Two dozen anesthesiologists from 14 countries around the globe were deep in discussion, exploring best practices during a practical review of pediatric anesthesiology, at the GW School of Medicine and Health Sciences’ (SMHS) Ross Hall in May 2016. The question posed to them — “What’s worked, and what hasn’t?” – spurred comments on surgical team communication methods, upper respiratory infections, and patient safety.
“We have global standards for Operation Smile,” explained Khaled Tolba, M.D., an anesthesiologist from Egypt.
Operation Smile, an international medical charity co-founded by SMHS alumnus Bill Magee, M.D. ’72, D.D.S., provides free surgeries for children and young adults with cleft lips, cleft palates, and facial deformities in developing countries. Key to this 34-year effort has been the organization’s relationship with the GW Office of International Medicine Programs (IMP).
“Our long-lasting partnership with Operation Smile has allowed hundreds of thousands of patients to benefit from surgery and has allowed our students, faculty, and alumni at GW to close the gap in health equity,” said Huda Ayas, Ed.D. ’06, M.B.A. ’98, M.H.S.A. ’93, associate dean for international medicine and executive director of IMP.
More than 30 volunteers from GW have participated in Operation Smile missions over the last decade, and for the last two years, IMP has contributed to Operation Smile’s annual MediCon training series by offering intensive hands-on medical instruction for physicians from around the world.
Tolba and his colleagues, for example, participated in the international pediatric anesthesiology training, coordinated by IMP and led by Anna Katharine Hindle, M.D., assistant professor of anesthesiology and critical care medicine at SMHS, and Stanley M. Knoll, M.D., medical director of IMP and professor of surgery at SMHS. After instructional sessions run by experts from GW and the university’s clinical partner Children’s National Health System, Hindle led the group in analyzing how they deal with potential challenges — like the aforementioned upper respiratory infections, which can make surgery on young patients more complex.
“What I have done in my practice is I first [talk to] the mother,” said Ernesto Albornoz, M.D., an anesthesiologist from Colombia. “I directly ask her, ‘Do you think your child has the flu? Do you think your child is sick? Do you think your child should have the surgery?’ Most of the time, you can see even the moms who want their kid to go to the [operating room] will say, ‘I don’t think he’s in the best condition.’ ”
Tolba, in response, added that Operation Smile has standards in place — no surgeries on cleft lips before the patient is 6 months old, no surgeries on cleft palates before the patient is a year old — and the surgical staff works together as a team.
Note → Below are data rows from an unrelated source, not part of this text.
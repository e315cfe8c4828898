//! Consensus schedule constants.

use thunderbolt_chain::block::Height;

/// The blocks between subsidy halvings.
pub const HALVING_INTERVAL: Height = Height(210_000);

/// The starting block subsidy, in atomic units (50 coins).
pub const MAX_BLOCK_SUBSIDY: u64 = 5_000_000_000;

/// The ceiling on transactions selected into a work template, leaving
/// headroom under the block size limit for the header and coinbase.
pub const MAX_TEMPLATE_BYTES: usize = 950_000;
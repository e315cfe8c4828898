use std::io::ErrorKind;
use std::sync::Arc;

use proptest::prelude::*;

use super::*;
use crate::serialization::{
    SerializationError, ThunderboltDeserializeInto, ThunderboltSerialize,
};
use crate::transaction::tests::transaction_strategy;
use crate::work::difficulty::CompactDifficulty;

pub(crate) fn header_strategy() -> impl Strategy<Value = Header> {
    (
        any::<u32>(),
        any::<[u8; 32]>(),
        any::<[u8; 32]>(),
        any::<u64>(),
        any::<u32>(),
        any::<u64>(),
    )
        .prop_map(|(version, parent, root, timestamp, bits, nonce)| {
            Header::new(
                version,
                Hash(parent),
                merkle::Root(root),
                timestamp,
                CompactDifficulty(bits),
                nonce,
            )
        })
}

fn block_strategy() -> impl Strategy<Value = Block> {
    (
        header_strategy(),
        proptest::collection::vec(transaction_strategy(), 1..4),
    )
        .prop_map(|(header, transactions)| Block {
            header,
            transactions: transactions.into_iter().map(Arc::new).collect(),
        })
}

proptest! {
    #[test]
    fn block_hash_roundtrip(hash in any::<Hash>()) {
        thunderbolt_test::init();

        let bytes = hash.thunderbolt_serialize_to_vec()?;
        let other_hash: Hash = bytes.as_slice().thunderbolt_deserialize_into()?;

        prop_assert_eq![hash, other_hash];
    }

    #[test]
    fn block_hash_display_fromstr_roundtrip(hash in any::<Hash>()) {
        thunderbolt_test::init();

        let display = format!("{}", hash);
        let parsed = display.parse::<Hash>().expect("hash should parse");
        prop_assert_eq!(hash, parsed);
    }
}

proptest! {
    #![proptest_config(proptest::test_runner::Config::with_cases(512))]

    #[test]
    fn blockheader_roundtrip(header in header_strategy()) {
        thunderbolt_test::init();

        let bytes = header.thunderbolt_serialize_to_vec().unwrap();
        prop_assert_eq![bytes.len(), Header::len()];

        let other_header: Header = bytes.as_slice().thunderbolt_deserialize_into()?;

        prop_assert_eq![header, other_header];
        // The deserializer stamps the hash cache from the raw bytes; it
        // must agree with a hash computed by re-serializing.
        prop_assert_eq![header.hash(), other_header.hash()];
    }
}

proptest! {
    // The block roundtrip test can be slow, so we use fewer cases by default.
    #![proptest_config(proptest::test_runner::Config::with_cases(32))]

    #[test]
    fn block_roundtrip(block in block_strategy()) {
        thunderbolt_test::init();
        let bytes = block.thunderbolt_serialize_to_vec()?;
        let bytes = &mut bytes.as_slice();

        // Check the block size limit
        if bytes.len() <= MAX_BLOCK_BYTES as _ {
            let other_block: Block = bytes.thunderbolt_deserialize_into()?;

            prop_assert_eq![block, other_block];
        } else {
            let serialization_err = bytes.thunderbolt_deserialize_into::<Block>()
                .expect_err("blocks larger than the maximum size should fail");
            match serialization_err {
                SerializationError::Io(io_err) => {
                    prop_assert_eq![io_err.kind(), ErrorKind::UnexpectedEof];
                }
                _ => {
                    prop_assert!(false,
                                 "blocks larger than the maximum size should fail with an io::Error");
                }
            }
        }
    }
}

#[test]
fn coinbase_height_comes_from_first_input() {
    thunderbolt_test::init();

    let genesis = crate::parameters::genesis_block(crate::parameters::Network::Testnet);
    assert_eq!(genesis.coinbase_height(), Some(Height(0)));
}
Continuity is key. Mission leaders, Tolba said, are not the clinicians with the most experience or the most education, but the volunteers who have completed the most Operation Smile missions. Consistency among the supplies is an important part of how the charitable organization systemizes its approach, as well; the same kind of equipment, donated by Operation Smile, is used for every mission.
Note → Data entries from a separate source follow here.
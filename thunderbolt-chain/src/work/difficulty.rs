//! Block difficulty data structures and calculations.
//!
//! The block difficulty "target" is a 256-bit number that a block hash,
//! read as a big-endian integer, must not exceed. On the wire and in
//! headers the target travels in a 32-bit compact form: one exponent
//! byte counting the significant bytes of the target, and a three-byte
//! mantissa.

use std::{fmt, ops::Add, ops::AddAssign};

use byteorder::{BigEndian, ReadBytesExt, WriteBytesExt};
use primitive_types::U256;

use crate::{block, SerializationError, ThunderboltDeserialize, ThunderboltSerialize};

/// The "compact bits" form of a difficulty target.
///
/// Unlike every other integer in the protocol, the compact form is
/// serialized big-endian, matching the convention used to display it.
#[derive(Clone, Copy, Eq, PartialEq, Hash, Serialize, Deserialize)]
pub struct CompactDifficulty(pub u32);

/// The mantissa bits of the compact encoding.
const UNSIGNED_MANTISSA_MASK: u32 = 0x007f_ffff;

/// The (historical) sign bit. A compact value with this bit set encodes
/// a negative target, which is never a valid difficulty.
const SIGN_BIT_MASK: u32 = 0x0080_0000;

impl CompactDifficulty {
    /// The exponent byte: the length in bytes of the encoded target.
    pub fn exponent(&self) -> u8 {
        (self.0 >> 24) as u8
    }

    /// Expand the compact form into a full 256-bit target.
    ///
    /// Returns `None` for encodings that are negative, zero, or too
    /// large to fit in 256 bits; none of them are valid targets.
    pub fn to_expanded(&self) -> Option<ExpandedDifficulty> {
        let exponent = self.exponent() as u32;
        let mantissa = self.0 & UNSIGNED_MANTISSA_MASK;

        if self.0 & SIGN_BIT_MASK != 0 || mantissa == 0 {
            return None;
        }
        // A three-byte mantissa shifted past byte 32 overflows a u256.
        if exponent > 32 {
            return None;
        }

        let result = if exponent <= 3 {
            U256::from(mantissa >> (8 * (3 - exponent)))
        } else {
            U256::from(mantissa) << (8 * (exponent - 3))
        };

        if result.is_zero() {
            None
        } else {
            Some(ExpandedDifficulty(result))
        }
    }
}

impl fmt::Debug for CompactDifficulty {
    fn fmt(&self, f: &mut fmt::Formatter) -> fmt::Result {
        f.debug_tuple("CompactDifficulty")
            .field(&format_args!("{:#010x}", self.0))
            .finish()
    }
}

impl ThunderboltSerialize for CompactDifficulty {
    fn thunderbolt_serialize<W: std::io::Write>(
        &self,
        mut target: W,
    ) -> Result<(), std::io::Error> {
        target.write_u32::<BigEndian>(self.0)
    }
}

impl ThunderboltDeserialize for CompactDifficulty {
    fn thunderbolt_deserialize<R: std::io::Read>(
        mut reader: R,
    ) -> Result<Self, SerializationError> {
        Ok(CompactDifficulty(reader.read_u32::<BigEndian>()?))
    }
}

/// A 256-bit difficulty target.
///
/// Greater values represent *less* work: comparisons between hashes and
/// targets are plain u256 integer comparisons.
#[derive(Clone, Copy, Eq, PartialEq, Ord, PartialOrd, Hash)]
pub struct ExpandedDifficulty(U256);

impl ExpandedDifficulty {
    /// Wrap a raw 256-bit target. Used by the retarget arithmetic.
    pub fn from_u256(value: U256) -> Self {
        ExpandedDifficulty(value)
    }

    /// The raw 256-bit target. Used by the retarget arithmetic.
    pub fn to_u256(self) -> U256 {
        self.0
    }

    /// Compress this target into its compact form, losing precision
    /// beyond the three mantissa bytes.
    pub fn to_compact(&self) -> CompactDifficulty {
        let byte_len = (256 - self.0.leading_zeros() + 7) / 8;
        let mut exponent = byte_len;
        let mut mantissa = if byte_len <= 3 {
            (self.0 << (8 * (3 - byte_len))).low_u32()
        } else {
            (self.0 >> (8 * (byte_len - 3))).low_u32()
        };

        // If the mantissa would read as negative, shift one byte out and
        // bump the exponent instead.
        if mantissa & SIGN_BIT_MASK != 0 {
            mantissa >>= 8;
            exponent += 1;
        }

        CompactDifficulty((exponent << 24) | mantissa)
    }

    /// The work required to produce a hash at or below this target:
    /// `2^256 / (target + 1)`, computed without overflowing.
    pub fn to_work(&self) -> Option<Work> {
        // `(!target / (target + 1)) + 1` is the overflow-free equivalent.
        let incremented = self.0.checked_add(U256::one())?;
        let work = ((!self.0) / incremented).checked_add(U256::one())?;
        Some(Work(work))
    }
}

impl fmt::Debug for ExpandedDifficulty {
    fn fmt(&self, f: &mut fmt::Formatter) -> fmt::Result {
        let mut bytes = [0u8; 32];
        self.0.to_big_endian(&mut bytes);
        f.debug_tuple("ExpandedDifficulty")
            .field(&hex::encode(&bytes))
            .finish()
    }
}

impl PartialEq<block::Hash> for ExpandedDifficulty {
    fn eq(&self, other: &block::Hash) -> bool {
        self.0 == U256::from_big_endian(&other.0)
    }
}

impl PartialOrd<block::Hash> for ExpandedDifficulty {
    fn partial_cmp(&self, other: &block::Hash) -> Option<std::cmp::Ordering> {
        self.0.partial_cmp(&U256::from_big_endian(&other.0))
    }
}

impl PartialEq<ExpandedDifficulty> for block::Hash {
    fn eq(&self, other: &ExpandedDifficulty) -> bool {
        other == self
    }
}

impl PartialOrd<ExpandedDifficulty> for block::Hash {
    fn partial_cmp(&self, other: &ExpandedDifficulty) -> Option<std::cmp::Ordering> {
        U256::from_big_endian(&self.0).partial_cmp(&other.0)
    }
}

/// Accumulated proof of work: the sum of `2^256 / (target + 1)` over a
/// chain segment. The active tip is the metadata with the greatest work.
#[derive(Clone, Copy, Default, Eq, PartialEq, Ord, PartialOrd, Hash)]
pub struct Work(U256);

impl Work {
    pub fn zero() -> Self {
        Work(U256::zero())
    }
}

impl fmt::Debug for Work {
    fn fmt(&self, f: &mut fmt::Formatter) -> fmt::Result {
        f.debug_tuple("Work").field(&self.0).finish()
    }
}

impl Add for Work {
    type Output = Work;

    fn add(self, rhs: Work) -> Work {
        Work(self.0.saturating_add(rhs.0))
    }
}

impl AddAssign for Work {
    fn add_assign(&mut self, rhs: Work) {
        *self = *self + rhs;
    }
}

impl ThunderboltSerialize for Work {
    fn thunderbolt_serialize<W: std::io::Write>(
        &self,
        mut target: W,
    ) -> Result<(), std::io::Error> {
        let mut bytes = [0u8; 32];
        self.0.to_big_endian(&mut bytes);
        target.write_all(&bytes)
    }
}

impl ThunderboltDeserialize for Work {
    fn thunderbolt_deserialize<R: std::io::Read>(
        mut reader: R,
    ) -> Result<Self, SerializationError> {
        let bytes = <[u8; 32]>::thunderbolt_deserialize(&mut reader)?;
        Ok(Work(U256::from_big_endian(&bytes)))
    }
}

#[cfg(test)]
mod tests {
    use super::*;

    #[test]
    fn expand_and_compact_are_inverse_at_mantissa_precision() {
        for bits in &[0x1d00_ffffu32, 0x2007_ffff, 0x1b0404cb, 0x0401_0000] {
            let compact = CompactDifficulty(*bits);
            let expanded = compact.to_expanded().expect("valid test vectors expand");
            assert_eq!(expanded.to_compact(), compact, "bits {:#010x}", bits);
        }
    }

    #[test]
    fn negative_and_zero_encodings_are_invalid() {
        // Sign bit set
        assert!(CompactDifficulty(0x0180_0000).to_expanded().is_none());
        // Zero mantissa
        assert!(CompactDifficulty(0x1d00_0000).to_expanded().is_none());
        // Overflows 256 bits
        assert!(CompactDifficulty(0xff00_ffff).to_expanded().is_none());
    }

    #[test]
    fn small_exponents_shift_the_mantissa_down() {
        // exponent 1: only the top mantissa byte survives
        let expanded = CompactDifficulty(0x0112_3456).to_expanded().unwrap();
        assert_eq!(expanded.to_u256(), U256::from(0x12u32));
    }

    #[test]
    fn work_of_hardest_target_is_large() {
        let easy = CompactDifficulty(0x2007_ffff).to_expanded().unwrap();
        let hard = CompactDifficulty(0x1d00_ffff).to_expanded().unwrap();

        let easy_work = easy.to_work().unwrap();
        let hard_work = hard.to_work().unwrap();

        assert!(hard_work > easy_work);
        assert_eq!((hard_work + Work::zero()), hard_work);
    }

    #[test]
    fn hash_to_target_comparisons_are_big_endian() {
        let target = CompactDifficulty(0x2007_ffff).to_expanded().unwrap();

        let mut low = [0u8; 32];
        low[31] = 1;
        let low = block::Hash(low);

        let mut high = [0xffu8; 32];
        high[0] = 0x7f;
        let high = block::Hash(high);

        assert!(low < target);
        assert!(high > target);
    }
}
GW, supporting those missions through its expert-led workshops and simulated exercises, welcomed the Medicon participants to its Clinical Learning and Skills Simulation (CLASS) Center. There, the participants enhanced their knowledge of administering anesthesia to infants and children through hands-on, real-time training while familiarizing themselves with Operation Smile practices and protocols. Using patient simulators, or mannequins, they also brushed up on essential procedures, such pediatric resuscitation and ultrasounds, in a mock operating room in highly realistic scenarios.
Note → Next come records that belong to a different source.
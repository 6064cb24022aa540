//! MP4 (ISO BMFF) atom walker and iTunes `ilst` metadata decoder.
//!
//! The atom hierarchy is parsed breadth-first into a flat arena. Nodes refer
//! to their children by index range and to their bytes by offset range, so
//! nothing borrows from anything but the input buffer.

use std::ops::Range;

use tracing::{debug, trace};

use super::encoding::TextEncoding;
use super::normalize::{self, Dialect};
use super::reader::ByteReader;
use crate::error::{ParseError, Result};
use crate::models::{FourCc, MediaType, RawTagEntry, TagValue};

pub const MOOV: FourCc = FourCc::new(b"moov");
pub const UDTA: FourCc = FourCc::new(b"udta");
pub const META: FourCc = FourCc::new(b"meta");
pub const ILST: FourCc = FourCc::new(b"ilst");
pub const TRAK: FourCc = FourCc::new(b"trak");
pub const MDIA: FourCc = FourCc::new(b"mdia");
pub const MINF: FourCc = FourCc::new(b"minf");
pub const STBL: FourCc = FourCc::new(b"stbl");
pub const STSD: FourCc = FourCc::new(b"stsd");
pub const HDLR: FourCc = FourCc::new(b"hdlr");
pub const DATA: FourCc = FourCc::new(b"data");
pub const ALAC: FourCc = FourCc::new(b"alac");

const GNRE: FourCc = FourCc::new(b"gnre");
const TRKN: FourCc = FourCc::new(b"trkn");
const DISK: FourCc = FourCc::new(b"disk");
const COVR: FourCc = FourCc::new(b"covr");

/// Atoms nested deeper than this are kept as leaves.
pub const MAX_DEPTH: u8 = 12;

/// Containers entered on the way to `ilst`, keyed by their parent.
const METADATA_PATH: &[(FourCc, &[FourCc])] = &[
    (MOOV, &[UDTA, META]),
    (UDTA, &[META]),
    (META, &[ILST]),
];

/// Steps from a `trak` down to its sample descriptions.
const SAMPLE_PATH: &[FourCc] = &[MDIA, MINF, STBL, STSD];

/// `data` atom well-known types.
const TYPE_UTF8: u32 = 1;
const TYPE_UTF16: u32 = 2;

#[derive(Debug, Clone, PartialEq, Eq)]
pub struct AtomNode {
    pub kind: FourCc,
    /// Offset of the atom header in the input.
    pub offset: usize,
    /// Bytes after the header (8 or 16 bytes).
    pub payload: Range<usize>,
    pub depth: u8,
    /// Indices of the children in [`AtomTree::nodes`].
    pub children: Range<usize>,
    container: bool,
}

impl AtomNode {
    pub fn is_container(&self) -> bool {
        self.container
    }
}

#[derive(Debug, Clone, Default)]
pub struct AtomTree {
    nodes: Vec<AtomNode>,
    roots: Range<usize>,
}

impl AtomTree {
    /// Reads top-level atoms up to and including `moov`, then descends along
    /// `moov/udta/meta/ilst` and `moov/meta/ilst`. Bytes after `moov` are
    /// never looked at, so a prefix holding the whole `moov` is enough.
    pub fn parse(bytes: &[u8]) -> Result<Self> {
        let mut nodes = parse_top_level(bytes)?;
        let roots = 0..nodes.len();

        let mut index = 0;
        while index < nodes.len() {
            let node = &nodes[index];
            if !node.container {
                index += 1;
                continue;
            }
            if node.depth + 1 >= MAX_DEPTH {
                debug!(kind = %node.kind, depth = node.depth, "atom nesting limit reached");
                index += 1;
                continue;
            }

            let range = child_range(bytes, node)?;
            let children = parse_level(bytes, range, node.depth + 1, Some(node.kind))?;
            let start = nodes.len();
            nodes.extend(children);
            nodes[index].children = start..nodes.len();
            index += 1;
        }

        Ok(Self { nodes, roots })
    }

    pub fn nodes(&self) -> &[AtomNode] {
        &self.nodes
    }

    pub fn roots(&self) -> impl Iterator<Item = &AtomNode> {
        self.nodes[self.roots.clone()].iter()
    }

    pub fn children<'t>(&'t self, node: &AtomNode) -> impl Iterator<Item = &'t AtomNode> {
        self.nodes[node.children.clone()].iter()
    }

    /// Follows `path` from the top level, taking the first match at each step.
    pub fn find_path(&self, path: &[FourCc]) -> Option<&AtomNode> {
        let (first, rest) = path.split_first()?;
        let mut current = self.roots().find(|node| node.kind == *first)?;
        for kind in rest {
            current = self.children(current).find(|node| node.kind == *kind)?;
        }
        Some(current)
    }
}

fn is_container(kind: FourCc, parent: Option<FourCc>) -> bool {
    match parent {
        None => kind == MOOV,
        Some(ILST) => true,
        Some(parent) => METADATA_PATH
            .iter()
            .any(|(outer, inner)| *outer == parent && inner.contains(&kind)),
    }
}

/// Where the children of a container start: `meta` is a full box with four
/// bytes of version and flags, unless it is the QuickTime form that starts
/// directly with an `hdlr` atom.
fn child_range(bytes: &[u8], node: &AtomNode) -> Result<Range<usize>> {
    if node.kind != META {
        return Ok(node.payload.clone());
    }

    let payload = &bytes[node.payload.clone()];
    if payload.get(4..8) == Some(HDLR.as_bytes()) {
        trace!("QuickTime-style meta atom at offset {}", node.offset);
        return Ok(node.payload.clone());
    }
    if payload.len() < 4 {
        return Err(ParseError::corrupt_atom(
            META,
            node.offset,
            "too short for version and flags",
        ));
    }
    Ok(node.payload.start + 4..node.payload.end)
}

/// Top-level atoms up to and including `moov`.
fn parse_top_level(bytes: &[u8]) -> Result<Vec<AtomNode>> {
    let mut reader = ByteReader::new(bytes);
    let mut nodes = Vec::new();

    while reader.remaining() > 0 {
        let Some(node) = read_atom(&mut reader, 0, None)? else {
            break;
        };
        let found = node.kind == MOOV;
        nodes.push(node);
        if found {
            trace!("moov found, {} bytes left unread", reader.remaining());
            break;
        }
    }

    Ok(nodes)
}

/// Parses the sibling atoms filling `range`.
fn parse_level(
    bytes: &[u8],
    range: Range<usize>,
    depth: u8,
    parent: Option<FourCc>,
) -> Result<Vec<AtomNode>> {
    let mut reader = ByteReader::new(&bytes[..range.end]);
    reader.seek(range.start)?;
    let mut nodes = Vec::new();

    while reader.remaining() > 0 {
        match read_atom(&mut reader, depth, parent)? {
            Some(node) => nodes.push(node),
            None => break,
        }
    }

    Ok(nodes)
}

/// Reads one atom header and moves past the atom. Returns `None` for the
/// short tail some writers leave at the end of a container.
fn read_atom(
    reader: &mut ByteReader<'_>,
    depth: u8,
    parent: Option<FourCc>,
) -> Result<Option<AtomNode>> {
    let top_level = parent.is_none();
    let offset = reader.position();
    let limit = reader.len();

    if reader.remaining() < 8 {
        if top_level {
            return Err(ParseError::TruncatedInput {
                offset,
                needed: 8,
                available: reader.remaining(),
            });
        }
        // Some writers pad containers with a zero terminator
        trace!("{} trailing bytes in container at offset {offset}", reader.remaining());
        return Ok(None);
    }

    let size32 = reader.read_u32()?;
    let raw = reader.slice(4)?;
    let kind = FourCc([raw[0], raw[1], raw[2], raw[3]]);

    let (size, header_len) = match size32 {
        0 => ((limit - offset) as u64, 8),
        1 => match reader.read_u64() {
            Ok(size) => (size, 16),
            Err(err) if top_level => return Err(err),
            Err(_) => {
                return Err(ParseError::corrupt_atom(
                    kind,
                    offset,
                    "64-bit size overruns parent",
                ))
            }
        },
        n => (u64::from(n), 8),
    };

    if size < header_len as u64 {
        return Err(ParseError::corrupt_atom(
            kind,
            offset,
            format!("size {size} is smaller than its {header_len}-byte header"),
        ));
    }

    let available = limit - offset;
    let end = match usize::try_from(size) {
        Ok(size) if size <= available => offset + size,
        _ if top_level => {
            return Err(ParseError::TruncatedInput {
                offset,
                needed: usize::try_from(size).unwrap_or(usize::MAX),
                available,
            })
        }
        _ => {
            return Err(ParseError::corrupt_atom(
                kind,
                offset,
                format!("size {size} overruns parent with {available} bytes left"),
            ))
        }
    };

    trace!(%kind, offset, size, depth, "atom");
    reader.seek(end)?;
    Ok(Some(AtomNode {
        kind,
        offset,
        payload: offset + header_len..end,
        depth,
        children: 0..0,
        container: is_container(kind, parent),
    }))
}

/// Decodes the iTunes metadata list of an MP4 file.
pub fn decode(bytes: &[u8]) -> Result<(MediaType, Vec<RawTagEntry<'_>>)> {
    let tree = AtomTree::parse(bytes)?;
    let media_type = media_type(&tree, bytes);

    let ilst = tree
        .find_path(&[MOOV, UDTA, META, ILST])
        .or_else(|| {
            let found = tree.find_path(&[MOOV, META, ILST]);
            if found.is_some() {
                debug!("metadata found at moov/meta/ilst");
            }
            found
        })
        .ok_or(ParseError::MetadataAtomNotFound)?;

    let mut entries = Vec::new();
    for item in tree.children(ilst) {
        if !normalize::is_mapped(Dialect::Mp4, item.kind) {
            trace!(kind = %item.kind, "skipping ilst item");
            continue;
        }

        let mut found_data = false;
        for data in tree.children(item).filter(|child| child.kind == DATA) {
            found_data = true;
            if let Some(value) = decode_data(bytes, item.kind, data)? {
                entries.push(RawTagEntry::new(item.kind, value, item.offset));
            }
        }
        if !found_data {
            debug!(kind = %item.kind, "ilst item without data atom");
        }
    }

    debug!(%media_type, entries = entries.len(), "MP4 metadata decoded");
    Ok((media_type, entries))
}

/// `alac` when the first sample description says so, AAC otherwise. The
/// sample table only picks the media type, so damage there is logged and
/// ignored.
fn media_type(tree: &AtomTree, bytes: &[u8]) -> MediaType {
    match first_sample_entry(tree, bytes) {
        Ok(Some(codec)) if codec == ALAC => MediaType::Alac,
        Ok(Some(codec)) => {
            trace!(%codec, "sample entry");
            MediaType::Mp4Aac
        }
        Ok(None) => MediaType::Mp4Aac,
        Err(err) => {
            debug!(%err, "unreadable sample table");
            MediaType::Mp4Aac
        }
    }
}

/// Codec of the first entry in `moov/trak/mdia/minf/stbl/stsd`.
fn first_sample_entry(tree: &AtomTree, bytes: &[u8]) -> Result<Option<FourCc>> {
    let Some(mut current) = tree
        .find_path(&[MOOV])
        .and_then(|moov| tree.children(moov).find(|node| node.kind == TRAK))
        .cloned()
    else {
        return Ok(None);
    };

    for kind in SAMPLE_PATH {
        let children = parse_level(
            bytes,
            current.payload.clone(),
            current.depth + 1,
            Some(current.kind),
        )?;
        match children.into_iter().find(|node| node.kind == *kind) {
            Some(node) => current = node,
            None => return Ok(None),
        }
    }

    // version/flags(4) entry_count(4) then the first entry's size(4) and type(4)
    match bytes[current.payload].get(12..16) {
        Some(&[a, b, c, d]) => Ok(Some(FourCc([a, b, c, d]))),
        _ => {
            debug!("stsd atom without sample entries");
            Ok(None)
        }
    }
}

fn decode_data<'a>(
    bytes: &'a [u8],
    key: FourCc,
    data: &AtomNode,
) -> Result<Option<TagValue<'a>>> {
    let mut reader = ByteReader::new(&bytes[data.payload.clone()]);
    if reader.remaining() < 8 {
        return Err(ParseError::corrupt_atom(
            DATA,
            data.offset,
            format!("{} bytes is too short for the type header", reader.remaining()),
        ));
    }
    let data_type = reader.read_u32()? & 0x00FF_FFFF;
    reader.skip(4)?;
    let value = reader.rest();

    let decoded = match key {
        COVR => (!value.is_empty()).then(|| TagValue::Binary(value.into())),
        GNRE => match value {
            [hi, lo, ..] => Some(TagValue::Integer(u32::from(u16::from_be_bytes([*hi, *lo])))),
            _ => None,
        },
        TRKN | DISK => match value {
            [_, _, c0, c1, rest @ ..] => {
                let total = match rest {
                    [t0, t1, ..] => u16::from_be_bytes([*t0, *t1]),
                    _ => 0,
                };
                Some(TagValue::Pair(u16::from_be_bytes([*c0, *c1]), total))
            }
            _ => None,
        },
        _ => {
            let encoding = match data_type {
                TYPE_UTF16 => TextEncoding::Utf16Be,
                TYPE_UTF8 => TextEncoding::Utf8,
                other => {
                    trace!(%key, data_type = other, "non-text data type read as UTF-8");
                    TextEncoding::Utf8
                }
            };
            let text = encoding.decode(value);
            (!text.is_empty()).then_some(TagValue::Text(text))
        }
    };

    if decoded.is_none() {
        debug!(%key, len = value.len(), "data atom payload not usable");
    }
    Ok(decoded)
}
Thanks to this supplemental training, GW and IMP continue to support the objectives of Medicon, which in turn provides the anesthesiologists with a platform for skills-sharing while also highlighting their mission to help children in need. The mutual learning that results extends far past what participants learn at the CLASS Center; one participant, for example, presented on a technique he uses on Operation Smile missions that the GW instructors had never performed.
This reciprocal relationship between the Operation Smile volunteers and GW is at the heart of IMP’s mission, explained Ayas. “Our history of collaboration has made a difference in the lives of families around the world,” she said. “This is the kind of work and the kind of partnership we believe in and will continue to support.”